Recovery of protein structure from contact maps.

Author information

1
Department of Physics of Complex Systems, Weizmann Institute of Science, Rehovot, Israel.

Abstract

BACKGROUND:

Prediction of a protein's structure from its amino acid sequence is a key issue in molecular biology. While dynamics, performed in the space of two-dimensional contact maps, eases the necessary conformational search, it may also lead to maps that do not correspond to any real three-dimensional structure. To remedy this, an efficient procedure is needed to reconstruct three-dimensional conformations from their contact maps.

RESULTS:

We present an efficient algorithm to recover the three-dimensional structure of a protein from its contact map representation. We show that when a physically realizable map is used as target, our method generates a structure whose contact map is essentially similar to the target. furthermore, the reconstructed and original structures are similar up to the resolution of the contact map representation.

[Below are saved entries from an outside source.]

use chrono::NaiveDate;
use serde::{Deserialize, Serialize};

use crate::master_files::Address;

/// File header: who reports, for which period, with which certified software.
#[derive(Debug, Clone, PartialEq, Eq, Serialize, Deserialize)]
#[serde(rename_all = "PascalCase")]
pub struct Header {
    pub audit_file_version: String,
    #[serde(rename = "CompanyID")]
    pub company_id: String,
    pub tax_registration_number: String,
    /// `F` invoicing, `C` accounting, `I` integrated, ...
    pub tax_accounting_basis: String,
    pub company_name: String,
    pub business_name: Option<String>,
    pub company_address: Option<Address>,
    pub fiscal_year: i32,
    pub start_date: NaiveDate,
    pub end_date: NaiveDate,
    pub currency_code: String,
    pub date_created: NaiveDate,
    pub tax_entity: String,
    #[serde(rename = "ProductCompanyTaxID")]
    pub product_company_tax_id: String,
    pub software_certificate_number: String,
    #[serde(rename = "ProductID")]
    pub product_id: String,
    pub product_version: String,
    pub header_comment: Option<String>,
}

impl Header {
    /// Header for an invoicing export covering `start_date..=end_date`.
    pub fn new(
        company_name: impl Into<String>,
        tax_registration_number: impl Into<String>,
        start_date: NaiveDate,
        end_date: NaiveDate,
    ) -> Self {
        let nif = tax_registration_number.into();
        Self {
            audit_file_version: "1.04_01".to_string(),
            company_id: nif.clone(),
            tax_registration_number: nif,
            tax_accounting_basis: "F".to_string(),
            company_name: company_name.into(),
            business_name: None,
            company_address: None,
            fiscal_year: chrono::Datelike::year(&start_date),
            start_date,
            end_date,
            currency_code: "EUR".to_string(),
            date_created: end_date,
            tax_entity: "Global".to_string(),
            product_company_tax_id: String::new(),
            software_certificate_number: "0".to_string(),
            product_id: String::new(),
            product_version: String::new(),
            header_comment: None,
        }
    }

    pub fn covers(&self, date: NaiveDate) -> bool {
        self.start_date <= date && date <= self.end_date
    }
}
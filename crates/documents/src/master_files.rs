use chrono::NaiveDate;
use rust_decimal::Decimal;
use serde::{Deserialize, Serialize};

use saftpt_core::TaxType;

/// Postal address. Every part is optional on input; rules decide which ones
/// a given use requires.
#[derive(Debug, Clone, Default, PartialEq, Eq, Serialize, Deserialize)]
#[serde(rename_all = "PascalCase", default)]
pub struct Address {
    pub building_number: Option<String>,
    pub street_name: Option<String>,
    pub address_detail: Option<String>,
    pub city: Option<String>,
    pub postal_code: Option<String>,
    pub region: Option<String>,
    pub country: Option<String>,
}

impl Address {
    pub fn new(
        address_detail: impl Into<String>,
        city: impl Into<String>,
        postal_code: impl Into<String>,
        country: impl Into<String>,
    ) -> Self {
        Self {
            address_detail: Some(address_detail.into()),
            city: Some(city.into()),
            postal_code: Some(postal_code.into()),
            country: Some(country.into()),
            ..Self::default()
        }
    }
}

#[derive(Debug, Clone, PartialEq, Eq, Serialize, Deserialize)]
#[serde(rename_all = "PascalCase")]
pub struct Customer {
    #[serde(rename = "CustomerID")]
    pub customer_id: String,
    #[serde(rename = "AccountID")]
    pub account_id: String,
    #[serde(rename = "CustomerTaxID")]
    pub customer_tax_id: String,
    pub company_name: String,
    pub billing_address: Option<Address>,
    pub self_billing_indicator: bool,
}

impl Customer {
    pub fn new(
        customer_id: impl Into<String>,
        tax_id: impl Into<String>,
        name: impl Into<String>,
    ) -> Self {
        Self {
            customer_id: customer_id.into(),
            account_id: "Desconhecido".to_string(),
            customer_tax_id: tax_id.into(),
            company_name: name.into(),
            billing_address: None,
            self_billing_indicator: false,
        }
    }
}

#[derive(Debug, Clone, PartialEq, Eq, Serialize, Deserialize)]
#[serde(rename_all = "PascalCase")]
pub struct Supplier {
    #[serde(rename = "SupplierID")]
    pub supplier_id: String,
    #[serde(rename = "AccountID")]
    pub account_id: String,
    #[serde(rename = "SupplierTaxID")]
    pub supplier_tax_id: String,
    pub company_name: String,
    pub billing_address: Option<Address>,
    pub self_billing_indicator: bool,
}

impl Supplier {
    pub fn new(
        supplier_id: impl Into<String>,
        tax_id: impl Into<String>,
        name: impl Into<String>,
    ) -> Self {
        Self {
            supplier_id: supplier_id.into(),
            account_id: "Desconhecido".to_string(),
            supplier_tax_id: tax_id.into(),
            company_name: name.into(),
            billing_address: None,
            self_billing_indicator: false,
        }
    }
}

#[derive(Debug, Clone, PartialEq, Eq, Serialize, Deserialize)]
#[serde(rename_all = "PascalCase")]
pub struct Product {
    /// `P` product, `S` service, `O` other, `E` excise, `I` tax/levy.
    pub product_type: String,
    pub product_code: String,
    pub product_group: Option<String>,
    pub product_description: String,
    pub product_number_code: String,
}

impl Product {
    pub fn new(product_code: impl Into<String>, description: impl Into<String>) -> Self {
        let code = product_code.into();
        Self {
            product_type: "P".to_string(),
            product_number_code: code.clone(),
            product_code: code,
            product_group: None,
            product_description: description.into(),
        }
    }
}

/// One row of the tax table: a `(type, region, code)` and its rate.
#[derive(Debug, Clone, PartialEq, Eq, Serialize, Deserialize)]
#[serde(rename_all = "PascalCase")]
pub struct TaxTableEntry {
    pub tax_type: TaxType,
    pub tax_country_region: String,
    pub tax_code: String,
    pub description: String,
    pub tax_expiration_date: Option<NaiveDate>,
    pub tax_percentage: Option<Decimal>,
    pub tax_amount: Option<Decimal>,
}

impl TaxTableEntry {
    pub fn percentage(
        tax_type: TaxType,
        region: impl Into<String>,
        code: impl Into<String>,
        percentage: Decimal,
    ) -> Self {
        let code = code.into();
        Self {
            tax_type,
            tax_country_region: region.into(),
            description: code.clone(),
            tax_code: code,
            tax_expiration_date: None,
            tax_percentage: Some(percentage),
            tax_amount: None,
        }
    }
}

#[derive(Debug, Clone, Default, PartialEq, Eq, Serialize, Deserialize)]
#[serde(rename_all = "PascalCase", default)]
pub struct MasterFiles {
    #[serde(rename = "Customer")]
    pub customers: Vec<Customer>,
    #[serde(rename = "Supplier")]
    pub suppliers: Vec<Supplier>,
    #[serde(rename = "Product")]
    pub products: Vec<Product>,
    #[serde(rename = "TaxTable")]
    pub tax_table: Vec<TaxTableEntry>,
}

impl MasterFiles {
    pub fn customer(&self, id: &str) -> Option<&Customer> {
        self.customers.iter().find(|c| c.customer_id == id)
    }

    pub fn supplier(&self, id: &str) -> Option<&Supplier> {
        self.suppliers.iter().find(|s| s.supplier_id == id)
    }

    pub fn product(&self, code: &str) -> Option<&Product> {
        self.products.iter().find(|p| p.product_code == code)
    }

    pub fn tax_entry(&self, tax_type: TaxType, region: &str, code: &str) -> Option<&TaxTableEntry> {
        self.tax_table
            .iter()
            .find(|t| {
                t.tax_type == tax_type && t.tax_country_region == region && t.tax_code == code
            })
    }
}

Next, we use nonphysical target maps, obtained by corrupting a physical one; in this case, our method essentially recovers the underlying physical map and structure. Hence, our algorithm will help to fold proteins, using dynamics in the space of contact maps. Finally, we investigate the manner in which the quality of the recovered structure degrades when the number of contacts is reduced.

CONCLUSIONS:

The procedure is capable of assigning quickly and reliably a three-dimensional structure to a given contact map. It is well suited for use in parallel with dynamics in contact map space to project a contact map onto its closest physically allowed structural counterpart.

PMID:
9377713
DOI:
10.1016/S1359-0278(97)00041-2
[Indexed for MEDLINE]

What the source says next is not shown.